No increase in pancreatitis risk with DPP-4 inhibitors, Australian review finds

Medicines

By Michael Woodhead

18 Oct 2018

People with type 2 diabetes treated with a DPP-4 inhibitor are not at higher risk of pancreatic disease than those treated with other anti-hyperglycaemic drugs, a review by Queensland researchers has found.

While some previous studies have suggested a small increased risk of acute pancreatitis in patients using DPP-4 inhibitors, a new review by researchers from the QIMR Berghofer Medical Research Institute in Brisbane has found no difference in rates of any pancreatic diseases between incretins, including GLP-1 receptor agonists and sulfonylureas when used as second line therapy in type 2 diabetes.

The retrospective review evaluated data from 226,000 patients with T2D who were treated with metformin plus DPP-4 inhibitor (50,095 patients), GLP-1 receptor agonist (12,654), sulfonylurea (110,747), thiazolidinedione (17,597) or insulin (34,805) for at least three months.
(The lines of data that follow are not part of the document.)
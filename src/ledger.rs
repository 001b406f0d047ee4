//! Trip ledger access.
//!
//! The ledger is a spreadsheet of trips, one row per expedition day. The core
//! only sees rows of string cells; where they come from is a collaborator
//! concern behind [`LedgerSource`]. [`CsvLedger`] reads a CSV export.

use std::path::{Path, PathBuf};

use serde::{Deserialize, Serialize};

use crate::error::{Result, TrailError};

/// A single ledger row: fixed-width string cells.
///
/// Short rows are tolerated; missing trailing cells read as empty.
#[derive(Debug, Clone, PartialEq, Eq, Default, Serialize, Deserialize)]
pub struct LedgerRow(pub Vec<String>);

impl LedgerRow {
    pub fn new<I, S>(cells: I) -> Self
    where
        I: IntoIterator<Item = S>,
        S: Into<String>,
    {
        Self(cells.into_iter().map(Into::into).collect())
    }

    /// Trimmed cell content, empty when the row is shorter than `idx`.
    pub fn cell(&self, idx: usize) -> &str {
        self.0.get(idx).map(|c| c.trim()).unwrap_or("")
    }

    /// Cell content, `None` when empty.
    pub fn non_empty(&self, idx: usize) -> Option<&str> {
        let cell = self.cell(idx);
        (!cell.is_empty()).then_some(cell)
    }
}

/// Column index of every metadata field in the ledger.
///
/// Defaults follow the 21-column trip sheet:
/// `nr, date, name, mountains, country, gpx_url, photo_album_url,
/// photo_stamp_url, distance_km, ascent_m, duration_h, got, got_total,
/// accomodation, trail_counter, exp_counter, lat, lon, only_mountain,
/// participants, gpx`.
#[derive(Debug, Clone, PartialEq, Eq, Serialize, Deserialize)]
#[serde(default)]
pub struct LedgerLayout {
    pub nr: usize,
    pub date: usize,
    pub name: usize,
    pub mountains: usize,
    pub country: usize,
    pub gpx_url: usize,
    pub photo_album_url: usize,
    pub photo_stamp_url: usize,
    pub distance_km: usize,
    pub ascent_m: usize,
    pub duration_h: usize,
    pub got: usize,
    pub got_total: usize,
    pub accomodation: usize,
    pub trail_counter: usize,
    pub exp_counter: usize,
    pub lat: usize,
    pub lon: usize,
    pub only_mountain: usize,
    pub participants: usize,
    /// Exact source filename of the GPX recording
    pub source_file: usize,
}

impl Default for LedgerLayout {
    fn default() -> Self {
        Self {
            nr: 0,
            date: 1,
            name: 2,
            mountains: 3,
            country: 4,
            gpx_url: 5,
            photo_album_url: 6,
            photo_stamp_url: 7,
            distance_km: 8,
            ascent_m: 9,
            duration_h: 10,
            got: 11,
            got_total: 12,
            accomodation: 13,
            trail_counter: 14,
            exp_counter: 15,
            lat: 16,
            lon: 17,
            only_mountain: 18,
            participants: 19,
            source_file: 20,
        }
    }
}

/// Anything that can hand over the ledger as ordered rows.
///
/// Row order matters: it is the tie-break for ambiguous matches.
pub trait LedgerSource {
    fn rows(&self) -> Result<Vec<LedgerRow>>;
}

impl LedgerSource for Vec<LedgerRow> {
    fn rows(&self) -> Result<Vec<LedgerRow>> {
        Ok(self.clone())
    }
}

/// Ledger exported as CSV. The first record is a header and is skipped.
#[derive(Debug, Clone)]
pub struct CsvLedger {
    path: PathBuf,
    delimiter: u8,
}

impl CsvLedger {
    pub fn new(path: impl AsRef<Path>) -> Self {
        Self {
            path: path.as_ref().to_path_buf(),
            delimiter: b',',
        }
    }

    /// Use a different field delimiter (spreadsheet exports often use `;`).
    pub fn with_delimiter(mut self, delimiter: u8) -> Self {
        self.delimiter = delimiter;
        self
    }

    pub fn path(&self) -> &Path {
        &self.path
    }
}

impl LedgerSource for CsvLedger {
    fn rows(&self) -> Result<Vec<LedgerRow>> {
        let mut reader = csv::ReaderBuilder::new()
            .has_headers(true)
            .flexible(true)
            .delimiter(self.delimiter)
            .from_path(&self.path)
            .map_err(|e| {
                TrailError::config(format!(
                    "cannot open ledger {}: {}",
                    self.path.display(),
                    e
                ))
            })?;

        let mut rows = Vec::new();
        for (line, record) in reader.records().enumerate() {
            let record = record.map_err(|e| {
                TrailError::config(format!(
                    "malformed ledger {} at record {}: {}",
                    self.path.display(),
                    line + 1,
                    e
                ))
            })?;
            rows.push(LedgerRow::new(record.iter()));
        }

        log::info!(
            "[Ledger] Loaded {} rows from {}",
            rows.len(),
            self.path.display()
        );
        Ok(rows)
    }
}
// Copyright 2019 Zhizhesihai (Beijing) Technology Limited.
//
// Licensed under the Apache License, Version 2.0 (the "License");
// you may not use this file except in compliance with the License.
// You may obtain a copy of the License at
//
//     http://www.apache.org/licenses/LICENSE-2.0
//
// Unless required by applicable law or agreed to in writing, software
// distributed under the License is distributed on an "AS IS" BASIS,
// See the License for the specific language governing permissions and
// limitations under the License.

use core::codec::codec_util;
use core::codec::field_infos::FieldInfos;
use core::codec::postings::{
    FieldPostings, FieldsConsumer, PostingsDoc, PostingsFormat, PostingsPosition, TermPostings,
};
use core::codec::segment_infos::{segment_file_name, SegmentInfo, SegmentWriteState};
use core::store::directory::Directory;
use core::store::io::{ByteArrayDataInput, DataInput, DataOutput, IndexOutput};
use core::util::DocId;

use error::ErrorKind::{CorruptIndex, IllegalState};
use error::Result;

use std::collections::BTreeMap;
use std::io::Read;

/// Extension of the postings file
pub const POSTINGS_EXTENSION: &str = "pst";

const CODEC_NAME: &str = "PlainPostings";
const VERSION_START: i32 = 0;
const VERSION_CURRENT: i32 = VERSION_START;

/// Writes every field's terms and postings into a single checksummed file.
///
/// Per field: number, term count and the field statistics. Per term: its
/// bytes and doc freq followed by the documents as doc id deltas. Freqs,
/// positions, payloads and offsets are written only as far as the field's
/// index options allow.
#[derive(Debug, Default, Clone, Copy)]
pub struct PlainPostingsFormat;

impl PostingsFormat for PlainPostingsFormat {
    type FieldsConsumer = PlainFieldsWriter;

    fn fields_consumer(&self, state: &SegmentWriteState) -> Result<PlainFieldsWriter> {
        PlainFieldsWriter::new(state)
    }

    fn name(&self) -> &str {
        "Plain"
    }
}

pub struct PlainFieldsWriter {
    output: Option<Box<dyn IndexOutput>>,
}

impl PlainFieldsWriter {
    pub fn new(state: &SegmentWriteState) -> Result<PlainFieldsWriter> {
        let name = state.file_name(POSTINGS_EXTENSION);
        let mut output = state.directory.create_output(&name, &state.context)?;
        codec_util::write_index_header(
            &mut output,
            CODEC_NAME,
            VERSION_CURRENT,
            &state.segment_info.id,
            &state.segment_suffix,
        )?;
        Ok(PlainFieldsWriter {
            output: Some(output),
        })
    }

    fn write_field<T: DataOutput + ?Sized>(out: &mut T, field: &FieldPostings) -> Result<()> {
        let options = field.field_info.index_options;
        let has_freqs = options.has_freqs();
        let has_positions = options.has_positions();
        let has_offsets = options.has_offsets();
        let has_payloads = field.field_info.has_store_payloads;

        out.write_vint(field.field_info.number as i32)?;
        out.write_vint(field.terms.len() as i32)?;
        out.write_vlong(field.sum_total_term_freq)?;
        out.write_vlong(field.sum_doc_freq)?;
        out.write_vint(field.doc_count)?;

        for term in &field.terms {
            out.write_vint(term.term.len() as i32)?;
            out.write_bytes(&term.term, 0, term.term.len())?;
            out.write_vint(term.docs.len() as i32)?;

            let mut last_doc = 0;
            for doc in &term.docs {
                out.write_vint(doc.doc_id - last_doc)?;
                last_doc = doc.doc_id;
                if has_freqs {
                    out.write_vint(doc.freq)?;
                }
                if !has_positions {
                    continue;
                }
                let mut last_position = 0;
                let mut last_offset = 0;
                for pos in &doc.positions {
                    out.write_vint(pos.position - last_position)?;
                    last_position = pos.position;
                    if has_payloads {
                        out.write_vint(pos.payload.len() as i32)?;
                        out.write_bytes(&pos.payload, 0, pos.payload.len())?;
                    }
                    if has_offsets {
                        out.write_vint(pos.start_offset - last_offset)?;
                        out.write_vint(pos.end_offset - pos.start_offset)?;
                        last_offset = pos.start_offset;
                    }
                }
            }
        }
        Ok(())
    }
}

impl FieldsConsumer for PlainFieldsWriter {
    fn write(&mut self, fields: &[FieldPostings]) -> Result<()> {
        let mut output = match self.output.take() {
            Some(o) => o,
            None => bail!(IllegalState("postings were already written".into())),
        };
        output.write_vint(fields.len() as i32)?;
        for field in fields {
            Self::write_field(&mut output, field)?;
        }
        codec_util::write_footer(&mut output)
    }
}

/// Loads a flushed postings file back into memory.
pub struct PlainFieldsReader {
    fields: BTreeMap<String, Vec<TermPostings>>,
}

impl PlainFieldsReader {
    pub fn open(
        directory: &dyn Directory,
        si: &SegmentInfo,
        field_infos: &FieldInfos,
    ) -> Result<PlainFieldsReader> {
        let name = segment_file_name(&si.name, "", POSTINGS_EXTENSION);
        let mut input = directory.open_input(&name)?;
        codec_util::check_footer(&input)?;
        codec_util::check_index_header(
            &mut input,
            CODEC_NAME,
            VERSION_START,
            VERSION_CURRENT,
            &si.id,
            "",
        )?;

        let mut fields = BTreeMap::new();
        let num_fields = input.read_vint()?;
        for _ in 0..num_fields {
            let number = input.read_vint()?;
            let info = match field_infos.field_info_by_number(number as u32) {
                Some(info) => info,
                None => bail!(CorruptIndex(format!("invalid field number: {}", number))),
            };
            let options = info.index_options;
            let terms = Self::read_terms(
                &mut input,
                options.has_freqs(),
                options.has_positions(),
                options.has_offsets(),
                info.has_store_payloads,
            )?;
            fields.insert(info.name.clone(), terms);
        }
        Ok(PlainFieldsReader { fields })
    }

    fn read_terms(
        input: &mut ByteArrayDataInput,
        has_freqs: bool,
        has_positions: bool,
        has_offsets: bool,
        has_payloads: bool,
    ) -> Result<Vec<TermPostings>> {
        let num_terms = input.read_vint()?;
        // field statistics
        input.read_vlong()?;
        input.read_vlong()?;
        input.read_vint()?;

        let mut terms = Vec::with_capacity(num_terms.max(0) as usize);
        for _ in 0..num_terms {
            let mut term = vec![0u8; input.read_vint()?.max(0) as usize];
            input.read_exact(&mut term)?;
            let doc_freq = input.read_vint()?;
            let mut docs = Vec::with_capacity(doc_freq.max(0) as usize);
            let mut doc_id: DocId = 0;
            for _ in 0..doc_freq {
                doc_id += input.read_vint()?;
                let freq = if has_freqs { input.read_vint()? } else { 1 };
                let mut positions = vec![];
                if has_positions {
                    let mut position = 0;
                    let mut offset = 0;
                    for _ in 0..freq {
                        position += input.read_vint()?;
                        let mut payload = vec![];
                        if has_payloads {
                            payload = vec![0u8; input.read_vint()?.max(0) as usize];
                            input.read_exact(&mut payload)?;
                        }
                        let (mut start_offset, mut end_offset) = (-1, -1);
                        if has_offsets {
                            offset += input.read_vint()?;
                            start_offset = offset;
                            end_offset = offset + input.read_vint()?;
                        }
                        positions.push(PostingsPosition {
                            position,
                            start_offset,
                            end_offset,
                            payload,
                        });
                    }
                }
                docs.push(PostingsDoc {
                    doc_id,
                    freq,
                    positions,
                });
            }
            terms.push(TermPostings { term, docs });
        }
        Ok(terms)
    }

    pub fn terms(&self, field: &str) -> Option<&[TermPostings]> {
        self.fields.get(field).map(|t| t.as_slice())
    }

    pub fn fields(&self) -> impl Iterator<Item = &str> {
        self.fields.keys().map(|k| k.as_str())
    }
}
During an average of 3.2 years of follow up the rates of pancreatic disease were very low, and not significantly different between DPP-4 inhibitors (1.31 per 1000 person years) vs GLP-1 receptor agonist (1.49) and sulfonylureas (1.45).

Rates were lower for thiazolidinediones (0.89/1000 person years) whereas those treated with insulin had higher rates of acute pancreatitis (2.01).

Similar trends were seen in the average time to onset acute pancreatitis, which was 2.63 years for DPP-4 inhibitors and 0.48 years for insulin.

Rates of pancreatic cancer were also very low (0.16%) and there was no difference between treatment groups except for GLP-1 receptor agonists, which had a three-year later time to development of pancreatic cancer than other treatments.

Writing in Diabetic Medicine, the study investigators said the higher rates of pancreatitis seen in insulin users were not surprising, given that these patients were likely to have a greater burden of co-morbidities. The increased risk was no longer significant after adjusting for patients who developed disease within the first six month, they noted.

They said their review was unique in that it included a larger number of “real world” T2D patients than previous reviews and it compared adverse pancreatic outcomes for all treatments rather than a one drug vs all approach

“Our finding that people treated with a DPP-4i are not at higher risk of pancreatic diseases is robust, supported by the sensitivity analyses in a large number of people with Type 2 diabetes.

“The findings of this analysis provide reassurance to prescribers and users of DPP-4i that these medications do not significantly increase the risk of adverse pancreatic outcomes compared with other commonly prescribed second-line therapies,” they concluded.

The trial was independently funded and the authors declared interests in grants and speaker fees from several pharma companies including Merck Sharp & Dohme and Takeda, which market DPP-4 inhibitors.